(Work to complete) Make an exact copy of every record that follows.

Stored data entries:
_ _ _

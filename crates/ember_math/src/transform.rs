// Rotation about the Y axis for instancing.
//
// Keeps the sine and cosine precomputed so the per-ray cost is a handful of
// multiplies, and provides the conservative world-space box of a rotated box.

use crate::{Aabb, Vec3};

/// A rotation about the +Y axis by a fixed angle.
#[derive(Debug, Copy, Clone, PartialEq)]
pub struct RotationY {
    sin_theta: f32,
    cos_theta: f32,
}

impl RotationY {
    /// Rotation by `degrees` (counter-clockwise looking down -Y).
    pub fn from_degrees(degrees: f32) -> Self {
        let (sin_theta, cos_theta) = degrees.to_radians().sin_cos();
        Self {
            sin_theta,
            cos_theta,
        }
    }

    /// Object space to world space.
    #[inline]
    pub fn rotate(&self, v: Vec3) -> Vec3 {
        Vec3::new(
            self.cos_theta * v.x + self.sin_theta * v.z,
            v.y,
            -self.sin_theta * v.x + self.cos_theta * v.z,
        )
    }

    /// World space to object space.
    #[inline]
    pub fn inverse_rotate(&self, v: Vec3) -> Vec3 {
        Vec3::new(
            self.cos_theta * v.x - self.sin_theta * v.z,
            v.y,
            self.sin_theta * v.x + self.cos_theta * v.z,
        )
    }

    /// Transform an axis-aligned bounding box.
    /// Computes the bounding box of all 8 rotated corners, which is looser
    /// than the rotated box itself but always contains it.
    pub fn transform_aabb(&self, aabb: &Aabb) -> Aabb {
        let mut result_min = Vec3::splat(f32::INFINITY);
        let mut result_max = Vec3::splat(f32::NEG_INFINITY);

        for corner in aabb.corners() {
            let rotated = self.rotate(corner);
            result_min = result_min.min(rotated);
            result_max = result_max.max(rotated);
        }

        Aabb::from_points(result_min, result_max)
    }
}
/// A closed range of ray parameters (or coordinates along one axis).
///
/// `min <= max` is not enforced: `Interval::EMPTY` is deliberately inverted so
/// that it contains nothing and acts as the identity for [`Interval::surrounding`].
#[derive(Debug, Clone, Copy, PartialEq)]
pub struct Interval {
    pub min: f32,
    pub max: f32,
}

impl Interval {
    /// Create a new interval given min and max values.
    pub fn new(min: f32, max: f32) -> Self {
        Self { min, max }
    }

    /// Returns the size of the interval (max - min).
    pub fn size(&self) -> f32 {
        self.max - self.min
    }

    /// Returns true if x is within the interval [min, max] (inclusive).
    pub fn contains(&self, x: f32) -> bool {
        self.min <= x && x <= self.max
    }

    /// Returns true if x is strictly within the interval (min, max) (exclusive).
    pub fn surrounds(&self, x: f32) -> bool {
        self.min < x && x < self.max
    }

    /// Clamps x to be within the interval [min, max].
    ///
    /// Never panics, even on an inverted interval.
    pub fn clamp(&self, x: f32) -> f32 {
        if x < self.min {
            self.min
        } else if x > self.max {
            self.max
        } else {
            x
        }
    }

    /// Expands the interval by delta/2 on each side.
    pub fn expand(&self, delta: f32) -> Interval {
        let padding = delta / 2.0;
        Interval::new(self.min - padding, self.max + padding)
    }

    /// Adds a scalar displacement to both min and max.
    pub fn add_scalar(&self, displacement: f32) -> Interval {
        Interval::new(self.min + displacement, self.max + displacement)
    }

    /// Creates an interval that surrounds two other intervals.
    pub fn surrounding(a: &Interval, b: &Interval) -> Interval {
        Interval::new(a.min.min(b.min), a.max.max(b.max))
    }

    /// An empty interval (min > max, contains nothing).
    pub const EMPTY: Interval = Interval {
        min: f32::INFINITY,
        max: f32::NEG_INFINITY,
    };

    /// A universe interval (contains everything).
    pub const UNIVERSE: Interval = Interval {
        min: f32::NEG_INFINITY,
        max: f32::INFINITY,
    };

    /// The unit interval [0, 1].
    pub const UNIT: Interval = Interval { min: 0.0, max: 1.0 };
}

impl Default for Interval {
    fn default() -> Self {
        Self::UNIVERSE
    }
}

_ _ _

(Output below)
filename crates/ember_math/src/transform.rs
// Rotation about the Y axis for instancing.
//
// Keeps the sine and cosine precomputed so the per-ray cost is a handful of
// multiplies, and provides the conservative world-space box of a rotated box.

use crate::{Aabb, Vec3};

/// A rotation about the +Y axis by a fixed angle.
#[derive(Debug, Copy, Clone, PartialEq)]
pub struct RotationY {
    sin_theta: f32,
    cos_theta: f32,
}

impl RotationY {
    /// Rotation by `degrees` (counter-clockwise looking down -Y).
    pub fn from_degrees(degrees: f32) -> Self {
        let (sin_theta, cos_theta) = degrees.to_radians().sin_cos();
        Self {
            sin_theta,
            cos_theta,
        }
    }

    /// Object space to world space.
    #[inline]
    pub fn rotate(&self, v: Vec3) -> Vec3 {
        Vec3::new(
            self.cos_theta * v.x + self.sin_theta * v.z,
            v.y,
            -self.sin_theta * v.x + self.cos_theta * v.z,
        )
    }

    /// World space to object space.
    #[inline]
    pub fn inverse_rotate(&self, v: Vec3) -> Vec3 {
        Vec3::new(
            self.cos_theta * v.x - self.sin_theta * v.z,
            v.y,
            self.sin_theta * v.x + self.cos_theta * v.z,
        )
    }

    /// Transform an axis-aligned bounding box.
    /// Computes the bounding box of all 8 rotated corners, which is looser
    /// than the rotated box itself but always contains it.
    pub fn transform_aabb(&self, aabb: &Aabb) -> Aabb {
        let mut result_min = Vec3::splat(f32::INFINITY);
        let mut result_max = Vec3::splat(f32::NEG_INFINITY);

        for corner in aabb.corners() {
            let rotated = self.rotate(corner);
            result_min = result_min.min(rotated);
            result_max = result_max.max(rotated);
        }

        Aabb::from_points(result_min, result_max)
    }
}
/// A closed range of ray parameters (or coordinates along one axis).
///
/// `min <= max` is not enforced: `Interval::EMPTY` is deliberately inverted so
/// that it contains nothing and acts as the identity for [`Interval::surrounding`].
#[derive(Debug, Clone, Copy, PartialEq)]
pub struct Interval {
    pub min: f32,
    pub max: f32,
}

impl Interval {
    /// Create a new interval given min and max values.
    pub fn new(min: f32, max: f32) -> Self {
        Self { min, max }
    }

    /// Returns the size of the interval (max - min).
    pub fn size(&self) -> f32 {
        self.max - self.min
    }

    /// Returns true if x is within the interval [min, max] (inclusive).
    pub fn contains(&self, x: f32) -> bool {
        self.min <= x && x <= self.max
    }

    /// Returns true if x is strictly within the interval (min, max) (exclusive).
    pub fn surrounds(&self, x: f32) -> bool {
        self.min < x && x < self.max
    }

    /// Clamps x to be within the interval [min, max].
    ///
    /// Never panics, even on an inverted interval.
    pub fn clamp(&self, x: f32) -> f32 {
        if x < self.min {
            self.min
        } else if x > self.max {
            self.max
        } else {
            x
        }
    }

    /// Expands the interval by delta/2 on each side.
    pub fn expand(&self, delta: f32) -> Interval {
        let padding = delta / 2.0;
        Interval::new(self.min - padding, self.max + padding)
    }

    /// Adds a scalar displacement to both min and max.
    pub fn add_scalar(&self, displacement: f32) -> Interval {
        Interval::new(self.min + displacement, self.max + displacement)
    }

    /// Creates an interval that surrounds two other intervals.
    pub fn surrounding(a: &Interval, b: &Interval) -> Interval {
        Interval::new(a.min.min(b.min), a.max.max(b.max))
    }

    /// An empty interval (min > max, contains nothing).
    pub const EMPTY: Interval = Interval {
        min: f32::INFINITY,
        max: f32::NEG_INFINITY,
    };

    /// A universe interval (contains everything).
    pub const UNIVERSE: Interval = Interval {
        min: f32::NEG_INFINITY,
        max: f32::INFINITY,
    };

    /// The unit interval [0, 1].
    pub const UNIT: Interval = Interval { min: 0.0, max: 1.0 };
}

impl Default for Interval {
    fn default() -> Self {
        Self::UNIVERSE
    }
}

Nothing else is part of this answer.